Are you comfortable in the motor segment?
In the commercial vehicle business, the third party premium and losses do not go to the pool anymore. It comes to our books. That doesn’t make it comfortable at all. The third party premium is still tariffed. Though price increase happened, we are still expecting losses in excess of 160 per cent. Earlier, it was 200 per cent plus. With increase in price due to inflation and other reason, losses would still be high. Though own damage part can be controlled by our pricing, we cannot still control the third party pricing yet. That makes commercial vehicle business still uncomfortable.
With the recent draft guidelines on health insurance, do you anticipate a rise in health premiums?
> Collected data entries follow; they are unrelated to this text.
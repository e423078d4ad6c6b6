//! Pointer candidate scanning
//!
//! A container can sit anywhere in the image and nothing indexes it, but
//! other engine data does point at it. The scanner reads every 4-byte
//! aligned word in the image and records the ones that look like mapped
//! addresses; each distinct target becomes one probe candidate.

use std::collections::BTreeMap;

use crate::image::RomImage;

/// Stride of the candidate scan; also the stored pointer width.
pub const WORD_SIZE: u32 = 4;

/// Candidate target offset -> ordered source word positions.
///
/// Keyed by value, so the mapping is independent of scan order and two
/// scans of the same image are identical.
pub type CandidateMap = BTreeMap<u32, Vec<u32>>;

/// Scan the whole image for words that permissively resolve in-image.
///
/// Every aligned position from 0 through `len - 4` is tested; positions
/// holding the same target accumulate under one key. Words that do not
/// resolve are simply not recorded.
pub fn candidate_pointers(image: &RomImage) -> CandidateMap {
    let mut candidates = CandidateMap::new();

    if image.len() < WORD_SIZE {
        return candidates;
    }

    let data = image.data();
    let mut pos = 0u32;
    while pos <= image.len() - WORD_SIZE {
        let i = pos as usize;
        let word = u32::from_le_bytes([data[i], data[i + 1], data[i + 2], data[i + 3]]);

        if let Some(target) = image.resolve(word) {
            candidates.entry(target).or_default().push(pos);
        }

        pos += WORD_SIZE;
    }

    candidates
}
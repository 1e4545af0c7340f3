use chain_sol::SolError;
use thiserror::Error;

/// Errors surfaced by quadratic-funding workflows and queries.
#[derive(Debug, Error)]
pub enum QfError {
    #[error("account not found: {0}")]
    NotFound(String),

    #[error("decode mismatch: {0}")]
    DecodeMismatch(String),

    /// A client-side check failed before anything was submitted.
    #[error("precondition unmet: {step} required first ({detail})")]
    PreconditionUnmet { step: String, detail: String },

    /// The engine refused the batch. `message` is passed through verbatim.
    #[error("engine rejected transaction: {message}")]
    EngineRejection { message: String, logs: Vec<String> },

    #[error("transport failure: {0}")]
    TransportFailure(String),

    #[error("transaction build failed: {0}")]
    TransactionBuild(String),

    #[error("configuration error: {0}")]
    Config(String),
}

pub type Result<T> = std::result::Result<T, QfError>;

impl From<SolError> for QfError {
    fn from(e: SolError) -> Self {
        match e {
            SolError::InvalidAccountData(msg) => QfError::DecodeMismatch(msg),
            other => QfError::TransactionBuild(other.to_string()),
        }
    }
}

impl From<reqwest::Error> for QfError {
    fn from(e: reqwest::Error) -> Self {
        QfError::TransportFailure(e.to_string())
    }
}

impl From<serde_json::Error> for QfError {
    fn from(e: serde_json::Error) -> Self {
        QfError::TransportFailure(format!("malformed response: {e}"))
    }
}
In individual health products, the prices are fixed. People would renew their portfolio and have changes if the health costs keep going up. Here, there is not much of a challenge. However, group health premiums are very low. It’s not a profitable business today with the increase in treatment costs, higher utilisation rates (inclusion of parents), and hospital rates that are difficult to control. Here, we are not looking at a big spread in group insurance. I see an increase in premium in the group business, without which it will remain and become more unviable. We wish to see a 25 per cent increase, if not more in some cases.
The company had reported a loss in FY2012? Do you see profits this year?
We have had a planned loss. We have spent a lot of money on technology, more than even what the industry does. We do everything through technology. In the first four-to-five years, we will see a loss, but it’s a planned loss. Also, premiums build up over time. But acquisition costs hit you immediately. So unless you reach maturity, the company does not get into the black. Further, if there is some hardening in fire premium, you can expect some property business taking a larger share.
Do you see a rise in your premium business numbers?
We are growing at 30 to 35 per cent. We are a bottom line-focused company. We don’t look at the top line. We accept business, if we think it’s at least viable. We do take the risk. But even a good risk is good only at a price. It’s a large market and under-penetrated. One has to find business elsewhere and not take share of the existing market. While we may show a loss due to the investments made, the operating margins are what we look at as being positive.